◆ INSTRUCTIONS TO FOLLOW ◆
Report how many lines in the records that follow have the word "AuthUser" in them, giving the number and nothing more.

◆ SOURCE DATA ◆
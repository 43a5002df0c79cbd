use axum::extract::{rejection::JsonRejection, State};
use axum::Json;
use std::sync::Arc;
use taskdeck_core::{
    errors::TaskError,
    models::{
        user::{
            is_valid_email, normalize_email, AuthData, LoginRequest, RegisterRequest, UserData,
            MIN_PASSWORD_LEN,
        },
        Envelope,
    },
};

use crate::{
    middleware::{auth, auth::AuthUser, error_handling::AppError},
    ApiState,
};

/// Returned for unknown email and wrong password alike, so the response
/// never confirms which of the two failed.
const BAD_CREDENTIALS: &str = "Invalid email or password";

#[axum::debug_handler]
pub async fn register(
    State(state): State<Arc<ApiState>>,
    payload: Result<Json<RegisterRequest>, JsonRejection>,
) -> Result<Json<Envelope<AuthData>>, AppError> {
    let Json(payload) = payload
        .map_err(|_| TaskError::Validation("Email and password are required".to_string()))?;

    let email = normalize_email(&payload.email);
    if !is_valid_email(&email) {
        return Err(TaskError::Validation("A valid email address is required".to_string()).into());
    }
    if payload.password.chars().count() < MIN_PASSWORD_LEN {
        return Err(TaskError::Validation(format!(
            "Password must be at least {MIN_PASSWORD_LEN} characters"
        ))
        .into());
    }

    let password_hash = auth::hash_password(&payload.password).map_err(TaskError::Database)?;

    // The store enforces identity uniqueness; translate its violation into
    // a user-facing conflict instead of a generic failure
    let db_user = match taskdeck_db::repositories::user::create_user(
        &state.db_pool,
        &email,
        &password_hash,
    )
    .await
    {
        Ok(user) => user,
        Err(err) if taskdeck_db::is_unique_violation(&err) => {
            return Err(TaskError::Conflict(
                "An account with this email already exists".to_string(),
            )
            .into());
        }
        Err(err) => return Err(TaskError::Database(err).into()),
    };

    let token = state
        .tokens
        .issue(db_user.id, &db_user.email)
        .map_err(TaskError::Database)?;

    Ok(Json(Envelope::new(AuthData {
        user: db_user.into(),
        token,
    })))
}

#[axum::debug_handler]
pub async fn login(
    State(state): State<Arc<ApiState>>,
    payload: Result<Json<LoginRequest>, JsonRejection>,
) -> Result<Json<Envelope<AuthData>>, AppError> {
    let Json(payload) = payload
        .map_err(|_| TaskError::Validation("Email and password are required".to_string()))?;

    if payload.email.trim().is_empty() || payload.password.is_empty() {
        return Err(TaskError::Validation("Email and password are required".to_string()).into());
    }

    let email = normalize_email(&payload.email);
    let db_user =
        taskdeck_db::repositories::user::get_user_by_email(&state.db_pool, &email)
            .await
            .map_err(TaskError::Database)?;

    // Unknown email and wrong password are indistinguishable on the wire
    let db_user = match db_user {
        Some(user) if auth::verify_password(&payload.password, &user.password_hash) => user,
        _ => return Err(TaskError::Authentication(BAD_CREDENTIALS.to_string()).into()),
    };

    let token = state
        .tokens
        .issue(db_user.id, &db_user.email)
        .map_err(TaskError::Database)?;

    Ok(Json(Envelope::new(AuthData {
        user: db_user.into(),
        token,
    })))
}

#[axum::debug_handler]
pub async fn me(
    State(state): State<Arc<ApiState>>,
    caller: AuthUser,
) -> Result<Json<Envelope<UserData>>, AppError> {
    // The token outlives nothing: an account deleted since issuance is gone
    let db_user = taskdeck_db::repositories::user::get_user_by_id(&state.db_pool, caller.id)
        .await
        .map_err(TaskError::Database)?
        .ok_or_else(|| TaskError::NotFound("Account not found".to_string()))?;

    Ok(Json(Envelope::new(UserData {
        user: db_user.into(),
    })))
}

◆ RESULT OF THIS TASK ◆
2